Knowledge and Society Seminar

Knowledge and Society Seminar
-

This is a past event

Speaker: Andrea Teti (Politics & IR, University of Aberdeen)

Title: Rethinking the Confessing Animal: Avowal and Confession in Foucault

Abstract: One of Foucault’s best-known claims is that ‘Western man has become a confessing animal’ (bête d’aveu). It is also one of his most misunderstood. ‘Confession’ has for decades been used to translate two terms – aveu (avowal) and confession (confession) – and a single power dynamic in which individuals are subjected to/in a hierarchical relation based on a demand to ‘render into discourse’ an inner truth about themselves. However, a systematic mapping of Foucault’s published works suggests that the two terms are associated with three distinct economies of power. The first (Avowal 1) is a simple judicial relation in which a person violating the law admits wrong-doing, pays a price for it, and rejoins society without their nature ever being called into question. The second (Avowal 2), is epitomized by the therapeutic or medical relation, in which a patient contingently occupies the field of the deviant/pathological, but can  start to emancipate themselves from this condition by avowing their deviance. In the third economy of power, Confession properly understood, the discursive framework constructs the Other's deviance as essential, ontological.
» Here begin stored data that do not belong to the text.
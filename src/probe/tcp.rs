//! TCP connect probe
//!
//! Measures the time to open a TCP connection to the server's endpoint. This
//! does not speak the proxy protocol; it answers "is something listening and
//! how far away is it".

use std::time::{Duration, Instant};

use async_trait::async_trait;
use tokio::net::TcpStream;
use tokio::time::timeout;
use url::{Host, Url};

use super::Probe;
use crate::models::{Outbound, ServerConfig};
use crate::utils::error::ProbeError;

/// Probe that times a TCP handshake
#[derive(Debug, Clone)]
pub struct TcpProbe {
    timeout: Duration,
}

impl TcpProbe {
    pub fn new(timeout: Duration) -> Self {
        Self { timeout }
    }
}

/// Extract `(host, port)` from opaque protocol parameters
pub fn endpoint(outbound: &Outbound) -> Result<(String, u16), ProbeError> {
    if let Some(uri) = outbound.params.get("uri").and_then(|v| v.as_str()) {
        let url = Url::parse(&format!("{}://{uri}", outbound.protocol))
            .map_err(|e| ProbeError::Unsupported(e.to_string()))?;

        let host = match url.host() {
            Some(Host::Domain(domain)) => domain.to_string(),
            Some(Host::Ipv4(addr)) => addr.to_string(),
            Some(Host::Ipv6(addr)) => addr.to_string(),
            None => return Err(ProbeError::Unsupported("missing host".into())),
        };
        let port = url
            .port_or_known_default()
            .ok_or_else(|| ProbeError::Unsupported("missing port".into()))?;

        return Ok((host, port));
    }

    // vmess style JSON: {"add": host, "port": "443" | 443}
    let host = outbound
        .params
        .get("add")
        .and_then(|v| v.as_str())
        .filter(|h| !h.is_empty())
        .ok_or_else(|| ProbeError::Unsupported(format!("{} without address", outbound.protocol)))?;

    let port = match outbound.params.get("port") {
        Some(serde_json::Value::Number(n)) => n.as_u64().and_then(|p| u16::try_from(p).ok()),
        Some(serde_json::Value::String(s)) => s.trim().parse::<u16>().ok(),
        _ => None,
    }
    .ok_or_else(|| ProbeError::Unsupported(format!("{} without port", outbound.protocol)))?;

    Ok((host.to_string(), port))
}

#[async_trait]
impl Probe for TcpProbe {
    async fn probe(&self, config: &ServerConfig) -> Result<Duration, ProbeError> {
        let (host, port) = endpoint(&config.outbound)?;
        let start = Instant::now();

        match timeout(self.timeout, TcpStream::connect((host.as_str(), port))).await {
            Err(_) => Err(ProbeError::Timeout),
            Ok(Err(e)) => Err(ProbeError::Unreachable(e.to_string())),
            Ok(Ok(_stream)) => Ok(start.elapsed()),
        }
    }
}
This undermines the emancipation enjoined upon the Other and responsibilizes that Other for its apparent failure. Thus, this nominally emancipatory relationship not only produces failure but in so doing reproduces precisely the pathological alterity it supposedly aims to emancipate. While the first two dispositives are well known, the third is one neither Foucault nor secondary scholarship has clearly conceptualized or systematically explored. The centrality of failure to reproducing this dispositive can help explain the ongoing inability to resolve several topical political problems, including democracy, development, and debt. Contrary to the way in which it has been understood and applied across an array of Social Sciences and Humanities – from law and politics, to education, to nursing – Confession properly understood is not simply the injunction to avow one’s inner truth: it is a dispositive which undermines the emancipation it promises.